Description of SHA-0
SHA-0 is a block hash with an input of 512 bits. This means that any input message is broken into 512-bit blocks. The output from processing the first block is the input for processing the second block, and so on and so forth. The output of the final processing step is your hash value.
Writing the description is far less clear than just reading the pseudocode, so I urge you to read the pseudocode listed on Wikipedia or a reference implementation I wrote in Python [note: Python is not my primary language, and I wrote it so that a Math major with no coding experience could understand it, so I make no guarantees about it.]
The overall structure of SHA is as follows:
1) Message padding: Because SHA-0 operates on blocks, we need to make sure that we can evenly break the message into 512-bit blocks. The length of the message must also be appended on the end of the message. If the message + the length is not 0 (mod 512), then in between the message and the appended length, the string "100…..000" is added to make the message the right length.
2) Message Expansion: The message is then divided into 512-bit blocks. Each 512-bit block can be broken down into 16 32-bit words. However, just plugging these 16 words into the round functions (described below) would give attackers too much control over the internal state of the round function, the 16 words are expanded into 80 words using the recurrence W[i] = W[i-3] ^ W[i-8] ^ W[i-14] ^ W[i-16] for 17<i<80. Note that the first 16 words of the expansion are the 16 words from the block.
3) 80 rounds : The input of the hash function, in addition to the message, is also a 5 word magic constant. These 5 words are transformed using the results of the message expansion, and then added to the original magic word to produce the hash.
After that, the resulting 5 registers are added with the initial state of the 5 registers. For the first block, this means the result is added to the "magic number".
Two messages side-by-side
If we take two messages, m1 and m2, and let m1=m2, obviously SHA-0(m1) = SHA-0(m2). Cryptographic hash functions MUST be deterministic by definition.
The ultimate goal is to find two messages that hash to the same value: Hash(some_message) = Hash(other_message). This, by itself, is overwhelming. So Chabaud and Joux decided to cheat: They would find collisions for successively stronger versions of SHA-0 until they found a collision attack against the full SHA-0.
Local Collisions
Chabaud and Joux needed better tools to attack SHA-0, so they decided to find necessary conditions for finding collisions for just a few rounds of SHA-0. They decided to see what happens if they flip a single bit in a round, and ignore the message expansion. So they are allowed to put whatever they want into each round of the hash function by the rules of this simplified attack.

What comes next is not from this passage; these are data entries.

//! Journal entries, references and posting templates
//!
//! A journal entry is immutable once created. Corrections are posted as new
//! entries (see [`JournalTemplates::inverse`]).

use std::fmt;
use std::str::FromStr;

use chrono::{DateTime, Datelike, NaiveDate, Utc};
use rust_decimal::Decimal;
use rust_decimal_macros::dec;
use serde::{Deserialize, Serialize};

use core_kernel::{
    AccountId, AccrualId, Actor, AdjustmentId, BatchId, Currency, InvoiceId, JournalEntryId,
    Money, PaymentId,
};
use crate::account::AccountCode;
use crate::error::LedgerError;

/// Maximum difference between debits and credits still treated as balanced
pub const BALANCE_TOLERANCE: Decimal = dec!(0.01);

/// The business record a journal entry (or vendor ledger entry) echoes
#[derive(Debug, Clone, Copy, PartialEq, Eq, Hash, Serialize, Deserialize)]
#[serde(tag = "type", content = "id")]
pub enum JournalReference {
    Invoice(InvoiceId),
    Payment(PaymentId),
    Adjustment(AdjustmentId),
    Accrual(AccrualId),
    Batch(BatchId),
}

impl JournalReference {
    pub fn kind(&self) -> ReferenceKind {
        match self {
            JournalReference::Invoice(_) => ReferenceKind::Invoice,
            JournalReference::Payment(_) => ReferenceKind::Payment,
            JournalReference::Adjustment(_) => ReferenceKind::Adjustment,
            JournalReference::Accrual(_) => ReferenceKind::Accrual,
            JournalReference::Batch(_) => ReferenceKind::Batch,
        }
    }

    /// The referenced record's id, rendered with its prefix
    pub fn id_string(&self) -> String {
        match self {
            JournalReference::Invoice(id) => id.to_string(),
            JournalReference::Payment(id) => id.to_string(),
            JournalReference::Adjustment(id) => id.to_string(),
            JournalReference::Accrual(id) => id.to_string(),
            JournalReference::Batch(id) => id.to_string(),
        }
    }
}

impl fmt::Display for JournalReference {
    fn fmt(&self, f: &mut fmt::Formatter<'_>) -> fmt::Result {
        write!(f, "{}:{}", self.kind(), self.id_string())
    }
}

/// Discriminant of [`JournalReference`], used for filtering
#[derive(Debug, Clone, Copy, PartialEq, Eq, Hash, Serialize, Deserialize)]
pub enum ReferenceKind {
    Invoice,
    Payment,
    Adjustment,
    Accrual,
    Batch,
}

impl ReferenceKind {
    pub fn as_str(&self) -> &'static str {
        match self {
            ReferenceKind::Invoice => "Invoice",
            ReferenceKind::Payment => "Payment",
            ReferenceKind::Adjustment => "Adjustment",
            ReferenceKind::Accrual => "Accrual",
            ReferenceKind::Batch => "Batch",
        }
    }
}

impl fmt::Display for ReferenceKind {
    fn fmt(&self, f: &mut fmt::Formatter<'_>) -> fmt::Result {
        f.write_str(self.as_str())
    }
}

impl FromStr for ReferenceKind {
    type Err = LedgerError;

    fn from_str(s: &str) -> Result<Self, Self::Err> {
        match s.trim().to_ascii_lowercase().as_str() {
            "invoice" => Ok(ReferenceKind::Invoice),
            "payment" => Ok(ReferenceKind::Payment),
            "adjustment" => Ok(ReferenceKind::Adjustment),
            "accrual" => Ok(ReferenceKind::Accrual),
            "batch" => Ok(ReferenceKind::Batch),
            other => Err(LedgerError::InvalidLine(format!("unknown reference type '{}'", other))),
        }
    }
}

/// One side of a journal entry
///
/// Exactly one of `debit` / `credit` is non-zero. `account_id` is filled in
/// by the engine when the code is resolved against the live chart.
#[derive(Debug, Clone, PartialEq, Serialize, Deserialize)]
pub struct JournalLine {
    pub account_code: AccountCode,
    pub account_id: Option<AccountId>,
    pub debit: Money,
    pub credit: Money,
}

impl JournalLine {
    pub fn debit(account_code: AccountCode, amount: Money) -> Self {
        Self {
            account_code,
            account_id: None,
            debit: amount,
            credit: Money::zero(amount.currency()),
        }
    }

    pub fn credit(account_code: AccountCode, amount: Money) -> Self {
        Self {
            account_code,
            account_id: None,
            debit: Money::zero(amount.currency()),
            credit: amount,
        }
    }

    /// Signed effect of this line on its account balance
    pub fn balance_delta(&self) -> Result<Money, LedgerError> {
        Ok(self.debit.checked_sub(&self.credit)?)
    }

    /// The same line with debit and credit swapped
    pub fn inverted(&self) -> Self {
        Self {
            account_code: self.account_code,
            account_id: self.account_id,
            debit: self.credit,
            credit: self.debit,
        }
    }

    fn validate(&self, currency: Currency) -> Result<(), LedgerError> {
        if self.debit.currency() != currency || self.credit.currency() != currency {
            return Err(LedgerError::InvalidLine(format!(
                "line on {} is not in {}",
                self.account_code, currency
            )));
        }
        if self.debit.is_negative() || self.credit.is_negative() {
            return Err(LedgerError::InvalidLine(format!(
                "line on {} has a negative amount",
                self.account_code
            )));
        }
        if self.debit.is_zero() == self.credit.is_zero() {
            return Err(LedgerError::InvalidLine(format!(
                "line on {} must have exactly one of debit or credit",
                self.account_code
            )));
        }
        Ok(())
    }
}

/// Checks a line set and returns `(total_debit, total_credit)`
///
/// Rejects empty sets, malformed lines and sets whose totals differ by more
/// than [`BALANCE_TOLERANCE`].
pub fn validate_lines(lines: &[JournalLine], currency: Currency) -> Result<(Money, Money), LedgerError> {
    if lines.is_empty() {
        return Err(LedgerError::EmptyEntry);
    }
    for line in lines {
        line.validate(currency)?;
    }

    let total_debit = Money::sum(currency, lines.iter().map(|l| &l.debit))?;
    let total_credit = Money::sum(currency, lines.iter().map(|l| &l.credit))?;

    if !total_debit.approx_eq(&total_credit, BALANCE_TOLERANCE) {
        return Err(LedgerError::UnbalancedEntry {
            debits: total_debit.amount(),
            credits: total_credit.amount(),
        });
    }
    Ok((total_debit, total_credit))
}

/// A posted journal entry
#[derive(Debug, Clone, PartialEq, Serialize, Deserialize)]
pub struct JournalEntry {
    pub id: JournalEntryId,
    pub reference: JournalReference,
    pub description: String,
    pub lines: Vec<JournalLine>,
    pub total_debit: Money,
    pub total_credit: Money,
    pub is_balanced: bool,
    /// Business date of the event; determines the accounting period
    pub entry_date: NaiveDate,
    pub period_month: u32,
    pub period_year: i32,
    pub created_by: Actor,
    pub created_at: DateTime<Utc>,
}

impl JournalEntry {
    /// Builds an entry from lines already checked by [`validate_lines`]
    pub(crate) fn new(
        reference: JournalReference,
        description: impl Into<String>,
        lines: Vec<JournalLine>,
        totals: (Money, Money),
        entry_date: NaiveDate,
        created_by: Actor,
    ) -> Self {
        let (total_debit, total_credit) = totals;
        Self {
            id: JournalEntryId::new_v7(),
            reference,
            description: description.into(),
            lines,
            total_debit,
            total_credit,
            is_balanced: total_debit.approx_eq(&total_credit, BALANCE_TOLERANCE),
            entry_date,
            period_month: entry_date.month(),
            period_year: entry_date.year(),
            created_by,
            created_at: Utc::now(),
        }
    }
}

/// Direction of an invoice adjustment
#[derive(Debug, Clone, Copy, PartialEq, Eq, Serialize, Deserialize)]
pub enum AdjustmentKind {
    /// Reduces what is owed to the vendor
    Credit,
    /// Increases what is owed to the vendor
    Debit,
}

/// Canonical line sets for every settlement event
///
/// All templates produce balanced sets and leave out zero-amount lines.
pub struct JournalTemplates;

impl JournalTemplates {
    /// Invoice intake: expense and input tax against withholding and payable
    pub fn invoice(amount: Money, tax: Money, withholding: Money) -> Result<Vec<JournalLine>, LedgerError> {
        let payable = amount.checked_add(&tax)?.checked_sub(&withholding)?;
        Ok(non_zero(vec![
            JournalLine::debit(AccountCode::PurchasesExpense, amount),
            JournalLine::debit(AccountCode::InputTaxReceivable, tax),
            JournalLine::credit(AccountCode::WithholdingTaxPayable, withholding),
            JournalLine::credit(AccountCode::AccountsPayable, payable),
        ]))
    }

    /// Settlement: payable relieved by `settled + discount`, cash out by `settled`
    ///
    /// The discount line to purchase discounts only appears when a discount
    /// was taken.
    pub fn payment(settled: Money, discount: Money) -> Result<Vec<JournalLine>, LedgerError> {
        let gross = settled.checked_add(&discount)?;
        Ok(non_zero(vec![
            JournalLine::debit(AccountCode::AccountsPayable, gross),
            JournalLine::credit(AccountCode::Cash, settled),
            JournalLine::credit(AccountCode::PurchaseDiscounts, discount),
        ]))
    }

    /// Credit notes reduce the payable, debit notes raise it
    pub fn adjustment(kind: AdjustmentKind, amount: Money) -> Vec<JournalLine> {
        match kind {
            AdjustmentKind::Credit => vec![
                JournalLine::debit(AccountCode::AccountsPayable, amount),
                JournalLine::credit(AccountCode::PurchasesExpense, amount),
            ],
            AdjustmentKind::Debit => vec![
                JournalLine::debit(AccountCode::PurchasesExpense, amount),
                JournalLine::credit(AccountCode::AccountsPayable, amount),
            ],
        }
    }

    pub fn accrual(amount: Money) -> Vec<JournalLine> {
        vec![
            JournalLine::debit(AccountCode::PurchasesExpense, amount),
            JournalLine::credit(AccountCode::AccruedLiabilities, amount),
        ]
    }

    /// Exact inverse of [`JournalTemplates::accrual`]
    pub fn accrual_reversal(amount: Money) -> Vec<JournalLine> {
        Self::inverse(&Self::accrual(amount))
    }

    /// Swaps debit and credit on every line
    pub fn inverse(lines: &[JournalLine]) -> Vec<JournalLine> {
        lines.iter().map(JournalLine::inverted).collect()
    }
}

fn non_zero(lines: Vec<JournalLine>) -> Vec<JournalLine> {
    lines
        .into_iter()
        .filter(|l| !(l.debit.is_zero() && l.credit.is_zero()))
        .collect()
}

Let’s go back to identical messages m1 and m2. Let’s alter m2 a little: we will flip a single bit. If we make a change to a bit in some round r , the register A will be the only register affected in round r . In round r+1 , the registers A and B will be affected. So on and so forth, so it will take until round r+4 for the bit difference in m2 to propagate all the way to the last register, E .
Chabaud and Joux decided that they wanted to find the minimum amount of rounds necessary to createa local collision from r . It turns out that if you have full control over the input to the hash function, you can create a local collision at round r+5 : The hash at round r+5 of m1 and m2 is the same even though m1 and m2 are different functions. This is called a 6-round local collision (Rounds: r, r+1, r+2, r+3, r+4, r+5 ).
How?
Let’s look at round r+1 , the round after the first bit-change occurred. The changes that happen to the A register are defined as:
A = (A <<< 5) + f (B, C, D) + E + round_constant + input[r+1 ]

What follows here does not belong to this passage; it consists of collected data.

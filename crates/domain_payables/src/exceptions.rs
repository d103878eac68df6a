//! Three-way match exceptions
//!
//! Flags unpaid invoices whose purchase order, goods receipt or price do
//! not line up. Flags are advisory; payment creation enforces only the
//! receipt check on its own.

use rust_decimal::Decimal;
use rust_decimal_macros::dec;
use serde::{Deserialize, Serialize};
use tracing::info;

use core_kernel::{InvoiceId, Money, VendorId};

use crate::context::SettlementContext;
use crate::error::SettlementError;
use crate::invoice::{Invoice, InvoiceQuery};
use crate::purchase_order::{PoApprovalStatus, PurchaseOrder};

#[derive(Debug, Clone, Copy, PartialEq, Eq, Hash, Serialize, Deserialize)]
pub enum ExceptionKind {
    MissingPurchaseOrder,
    VendorMismatch,
    PurchaseOrderNotApproved,
    GoodsNotReceived,
    PriceVariance,
}

#[derive(Debug, Clone, PartialEq, Serialize, Deserialize)]
pub struct ExceptionFlag {
    pub kind: ExceptionKind,
    pub detail: String,
}

/// All flags raised for one invoice
#[derive(Debug, Clone, PartialEq, Serialize, Deserialize)]
pub struct InvoiceException {
    pub invoice_id: InvoiceId,
    pub invoice_number: String,
    pub vendor_id: VendorId,
    pub outstanding: Money,
    pub flags: Vec<ExceptionFlag>,
}

fn flag(kind: ExceptionKind, detail: String) -> ExceptionFlag {
    ExceptionFlag { kind, detail }
}

/// Percentage by which `actual` deviates from `expected`
fn variance_pct(expected: &Money, actual: &Money) -> Option<Decimal> {
    if expected.is_zero() {
        return None;
    }
    Some(((actual.amount() - expected.amount()) / expected.amount() * dec!(100)).abs())
}

/// Checks an invoice against its purchase order
///
/// `order` is the purchase order the invoice references, if it exists.
/// Price variance compares the pre-tax invoice amount with the order total
/// and is flagged when it exceeds `tolerance_pct` percent.
pub fn detect_invoice_exceptions(
    invoice: &Invoice,
    order: Option<&PurchaseOrder>,
    tolerance_pct: Decimal,
) -> Vec<ExceptionFlag> {
    let Some(order) = order else {
        let detail = match invoice.purchase_order_id {
            Some(id) => format!("Purchase order {} not found", id),
            None => "Invoice does not reference a purchase order".to_string(),
        };
        return vec![flag(ExceptionKind::MissingPurchaseOrder, detail)];
    };

    let mut flags = Vec::new();
    if order.vendor_id != invoice.vendor_id {
        flags.push(flag(
            ExceptionKind::VendorMismatch,
            format!("Invoice vendor {} differs from order vendor {}", invoice.vendor_id, order.vendor_id),
        ));
    }
    if order.approval_status != PoApprovalStatus::Approved {
        flags.push(flag(
            ExceptionKind::PurchaseOrderNotApproved,
            format!("Purchase order {} approval is {:?}", order.po_number, order.approval_status),
        ));
    }
    if !order.is_received() {
        flags.push(flag(
            ExceptionKind::GoodsNotReceived,
            format!("Purchase order {} is {:?}", order.po_number, order.status),
        ));
    }

    let exceeds = match variance_pct(&order.total_amount, &invoice.amount) {
        Some(pct) => pct > tolerance_pct,
        None => !invoice.amount.is_zero(),
    };
    if exceeds {
        flags.push(flag(
            ExceptionKind::PriceVariance,
            format!(
                "Invoice amount {} differs from order total {} beyond {}%",
                invoice.amount, order.total_amount, tolerance_pct
            ),
        ));
    }
    flags
}

#[derive(Clone)]
pub struct ExceptionService {
    ctx: SettlementContext,
}

impl ExceptionService {
    pub fn new(ctx: SettlementContext) -> Self {
        Self { ctx }
    }

    /// Checks every unpaid invoice; invoices without flags are left out
    pub async fn scan(&self) -> Result<Vec<InvoiceException>, SettlementError> {
        let invoices = self.ctx.payables.list_invoices(&InvoiceQuery::unpaid()).await?;
        let tolerance = self.ctx.config.price_tolerance_pct;
        let mut exceptions = Vec::new();

        for invoice in invoices {
            let order = match invoice.purchase_order_id {
                Some(id) => self.ctx.payables.get_purchase_order(id).await?,
                None => None,
            };
            let flags = detect_invoice_exceptions(&invoice, order.as_ref(), tolerance);
            if flags.is_empty() {
                continue;
            }
            exceptions.push(InvoiceException {
                invoice_id: invoice.id,
                invoice_number: invoice.invoice_number.clone(),
                vendor_id: invoice.vendor_id,
                outstanding: invoice.outstanding()?,
                flags,
            });
        }

        info!(flagged = exceptions.len(), "Invoice exception scan finished");
        Ok(exceptions)
    }
}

where f is one of the 4 round functions defined in SHA-0. We have full control over the term "input[r+1]".
and the changes that happen to the B register are:
B = A
We can’t correct the difference in B that propagates from A (because we have no additive term in this equation), but we CAN correct the difference that occurs in A. After all, we know what bit we changed, so getting A to match up in m1 and m2 is easy: we just have to do the math.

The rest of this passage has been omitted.